Extracted records ->
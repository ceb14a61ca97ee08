//! Metadata store trait and the SQLite implementation.

use crate::error::{MetadataError, MetadataResult};
use crate::repos::{PayloadRepo, ReferenceRepo};
use async_trait::async_trait;
use sqlx::sqlite::{SqliteConnectOptions, SqlitePoolOptions};
use sqlx::{Pool, Sqlite};
use std::path::Path;
use std::str::FromStr;
use std::time::Duration;

/// Combined metadata store trait.
#[async_trait]
pub trait MetadataStore: PayloadRepo + ReferenceRepo + Send + Sync {
    /// Run database migrations.
    async fn migrate(&self) -> MetadataResult<()>;

    /// Check database connectivity and health.
    async fn health_check(&self) -> MetadataResult<()>;

    /// Get the backend name for logging/debugging.
    fn backend_name(&self) -> &'static str;
}

/// SQLite-based metadata store.
pub struct SqliteStore {
    pool: Pool<Sqlite>,
}

impl SqliteStore {
    /// Create a new SQLite store. `":memory:"` opens a private in-memory database.
    pub async fn new(path: impl AsRef<Path>, busy_timeout_secs: u64) -> MetadataResult<Self> {
        let path = path.as_ref();

        // Ensure parent directory exists
        if let Some(parent) = path.parent() {
            std::fs::create_dir_all(parent)?;
        }

        let opts = SqliteConnectOptions::from_str(&format!("sqlite:{}?mode=rwc", path.display()))?
            .create_if_missing(true)
            .journal_mode(sqlx::sqlite::SqliteJournalMode::Wal)
            .synchronous(sqlx::sqlite::SqliteSynchronous::Normal)
            .foreign_keys(true)
            // Prevent transient "database is locked" errors under concurrent access.
            .busy_timeout(Duration::from_secs(busy_timeout_secs));

        let pool = SqlitePoolOptions::new()
            // SQLite permits limited write concurrency; a single connection
            // serialises writers instead of failing them with "database is locked".
            .max_connections(1)
            .connect_with(opts)
            .await?;

        let store = Self { pool };
        store.migrate().await?;

        tracing::debug!(path = %path.display(), "Opened SQLite metadata store");
        Ok(store)
    }

    /// Get a reference to the connection pool.
    pub fn pool(&self) -> &Pool<Sqlite> {
        &self.pool
    }
}

#[async_trait]
impl MetadataStore for SqliteStore {
    async fn migrate(&self) -> MetadataResult<()> {
        sqlx::query(SCHEMA_SQL).execute(&self.pool).await?;
        Ok(())
    }

    async fn health_check(&self) -> MetadataResult<()> {
        sqlx::query("SELECT 1").execute(&self.pool).await?;
        Ok(())
    }

    fn backend_name(&self) -> &'static str {
        "sqlite"
    }
}

/// SQLite error: "UNIQUE constraint failed: payloads.content_hash"
fn is_content_hash_conflict(err: &sqlx::Error) -> bool {
    if let sqlx::Error::Database(db_err) = err {
        let msg = db_err.message();
        return msg.contains("UNIQUE constraint") && msg.contains("content_hash");
    }
    false
}

mod sqlite_impl {
    use super::*;
    use crate::models::*;
    use uuid::Uuid;

    #[async_trait]
    impl PayloadRepo for SqliteStore {
        async fn get_by_hash(&self, content_hash: &str) -> MetadataResult<Option<PayloadRow>> {
            let row =
                sqlx::query_as::<_, PayloadRow>("SELECT * FROM payloads WHERE content_hash = ?")
                    .bind(content_hash)
                    .fetch_optional(&self.pool)
                    .await?;
            Ok(row)
        }

        async fn get_payload(&self, payload_id: Uuid) -> MetadataResult<Option<PayloadRow>> {
            let row =
                sqlx::query_as::<_, PayloadRow>("SELECT * FROM payloads WHERE payload_id = ?")
                    .bind(payload_id)
                    .fetch_optional(&self.pool)
                    .await?;
            Ok(row)
        }

        async fn create_unique_payload(
            &self,
            payload: &PayloadRow,
            first_reference: &ReferenceRow,
        ) -> MetadataResult<()> {
            let mut tx = self.pool.begin().await?;

            let inserted = sqlx::query(
                r#"
                INSERT INTO payloads (payload_id, content_hash, location, size_bytes, media_type, reference_count, created_at)
                VALUES (?, ?, ?, ?, ?, 1, ?)
                "#,
            )
            .bind(payload.payload_id)
            .bind(&payload.content_hash)
            .bind(&payload.location)
            .bind(payload.size_bytes)
            .bind(&payload.media_type)
            .bind(payload.created_at)
            .execute(&mut *tx)
            .await;

            if let Err(e) = inserted {
                if is_content_hash_conflict(&e) {
                    return Err(MetadataError::DuplicateKey(payload.content_hash.clone()));
                }
                return Err(e.into());
            }

            sqlx::query(
                "INSERT INTO payload_references (reference_id, owner_id, payload_id, display_name, created_at) VALUES (?, ?, ?, ?, ?)",
            )
            .bind(first_reference.reference_id)
            .bind(&first_reference.owner_id)
            .bind(payload.payload_id)
            .bind(&first_reference.display_name)
            .bind(first_reference.created_at)
            .execute(&mut *tx)
            .await?;

            tx.commit().await?;
            Ok(())
        }

        async fn increment_and_link(&self, reference: &ReferenceRow) -> MetadataResult<i64> {
            let mut tx = self.pool.begin().await?;

            let count: Option<i64> = sqlx::query_scalar(
                "UPDATE payloads SET reference_count = reference_count + 1 WHERE payload_id = ? RETURNING reference_count",
            )
            .bind(reference.payload_id)
            .fetch_optional(&mut *tx)
            .await?;

            let Some(count) = count else {
                return Err(MetadataError::NotFound(format!(
                    "payload {}",
                    reference.payload_id
                )));
            };

            sqlx::query(
                "INSERT INTO payload_references (reference_id, owner_id, payload_id, display_name, created_at) VALUES (?, ?, ?, ?, ?)",
            )
            .bind(reference.reference_id)
            .bind(&reference.owner_id)
            .bind(reference.payload_id)
            .bind(&reference.display_name)
            .bind(reference.created_at)
            .execute(&mut *tx)
            .await?;

            tx.commit().await?;
            Ok(count)
        }

        async fn get_stats(&self) -> MetadataResult<PayloadStats> {
            let (payload_count, physical_bytes, reference_count, logical_bytes): (
                i64,
                i64,
                i64,
                i64,
            ) = sqlx::query_as(
                r#"
                SELECT
                    COUNT(*),
                    COALESCE(SUM(size_bytes), 0),
                    COALESCE(SUM(reference_count), 0),
                    COALESCE(SUM(size_bytes * reference_count), 0)
                FROM payloads
                "#,
            )
            .fetch_one(&self.pool)
            .await?;

            Ok(PayloadStats {
                payload_count,
                physical_bytes,
                reference_count,
                logical_bytes,
            })
        }
    }

    #[async_trait]
    impl ReferenceRepo for SqliteStore {
        async fn get_reference(&self, reference_id: Uuid) -> MetadataResult<Option<ReferenceRow>> {
            let row = sqlx::query_as::<_, ReferenceRow>(
                "SELECT * FROM payload_references WHERE reference_id = ?",
            )
            .bind(reference_id)
            .fetch_optional(&self.pool)
            .await?;
            Ok(row)
        }

        async fn get_reference_owner(&self, reference_id: Uuid) -> MetadataResult<Option<String>> {
            let owner: Option<String> = sqlx::query_scalar(
                "SELECT owner_id FROM payload_references WHERE reference_id = ?",
            )
            .bind(reference_id)
            .fetch_optional(&self.pool)
            .await?;
            Ok(owner)
        }

        async fn list_references(&self, owner_id: &str) -> MetadataResult<Vec<ReferenceRow>> {
            let rows = sqlx::query_as::<_, ReferenceRow>(
                "SELECT * FROM payload_references WHERE owner_id = ? ORDER BY created_at, rowid",
            )
            .bind(owner_id)
            .fetch_all(&self.pool)
            .await?;
            Ok(rows)
        }

        async fn unlink_and_decrement(&self, reference_id: Uuid) -> MetadataResult<UnlinkOutcome> {
            let mut tx = self.pool.begin().await?;

            let reference = sqlx::query_as::<_, ReferenceRow>(
                "DELETE FROM payload_references WHERE reference_id = ? RETURNING *",
            )
            .bind(reference_id)
            .fetch_optional(&mut *tx)
            .await?;

            let Some(reference) = reference else {
                return Err(MetadataError::NotFound(format!(
                    "reference {reference_id}"
                )));
            };

            // Last holder: the row goes away instead of reaching zero
            let deleted: Option<(String, String)> = sqlx::query_as(
                "DELETE FROM payloads WHERE payload_id = ? AND reference_count = 1 RETURNING content_hash, location",
            )
            .bind(reference.payload_id)
            .fetch_optional(&mut *tx)
            .await?;

            let (content_hash, location, remaining_count) = match deleted {
                Some((content_hash, location)) => (content_hash, location, 0),
                None => {
                    let row: Option<(String, String, i64)> = sqlx::query_as(
                        "UPDATE payloads SET reference_count = reference_count - 1 WHERE payload_id = ? RETURNING content_hash, location, reference_count",
                    )
                    .bind(reference.payload_id)
                    .fetch_optional(&mut *tx)
                    .await?;
                    row.ok_or_else(|| {
                        MetadataError::Internal(format!(
                            "reference {reference_id} points at missing payload {}",
                            reference.payload_id
                        ))
                    })?
                }
            };

            tx.commit().await?;

            Ok(UnlinkOutcome {
                payload_id: reference.payload_id,
                reference,
                content_hash,
                location,
                remaining_count,
            })
        }

        async fn get_owner_usage(&self, owner_id: &str) -> MetadataResult<OwnerUsage> {
            let (reference_count, distinct_payloads, deduped_bytes): (i64, i64, i64) =
                sqlx::query_as(
                    r#"
                    SELECT
                        (SELECT COUNT(*) FROM payload_references WHERE owner_id = ?1),
                        (SELECT COUNT(DISTINCT payload_id) FROM payload_references WHERE owner_id = ?1),
                        (SELECT COALESCE(SUM(p.size_bytes), 0) FROM payloads p
                         WHERE p.payload_id IN (
                             SELECT payload_id FROM payload_references WHERE owner_id = ?1
                         ))
                    "#,
                )
                .bind(owner_id)
                .fetch_one(&self.pool)
                .await?;

            Ok(OwnerUsage {
                reference_count,
                distinct_payloads,
                deduped_bytes,
            })
        }
    }
}

/// SQL schema for SQLite.
const SCHEMA_SQL: &str = r#"
-- One row per distinct content hash
CREATE TABLE IF NOT EXISTS payloads (
    payload_id BLOB PRIMARY KEY,
    content_hash TEXT NOT NULL UNIQUE,
    location TEXT NOT NULL,
    size_bytes INTEGER NOT NULL CHECK (size_bytes >= 0),
    media_type TEXT NOT NULL,
    reference_count INTEGER NOT NULL CHECK (reference_count > 0),
    created_at TEXT NOT NULL
);

-- Named handles onto payloads
CREATE TABLE IF NOT EXISTS payload_references (
    reference_id BLOB PRIMARY KEY,
    owner_id TEXT NOT NULL,
    payload_id BLOB NOT NULL REFERENCES payloads(payload_id),
    display_name TEXT NOT NULL,
    created_at TEXT NOT NULL
);
CREATE INDEX IF NOT EXISTS idx_references_owner ON payload_references(owner_id, created_at);
CREATE INDEX IF NOT EXISTS idx_references_payload ON payload_references(payload_id);
"#;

What you have to do ->
Given the entries above, say how many lines include the word "constraint", and write nothing besides the number.

Answer section ->
2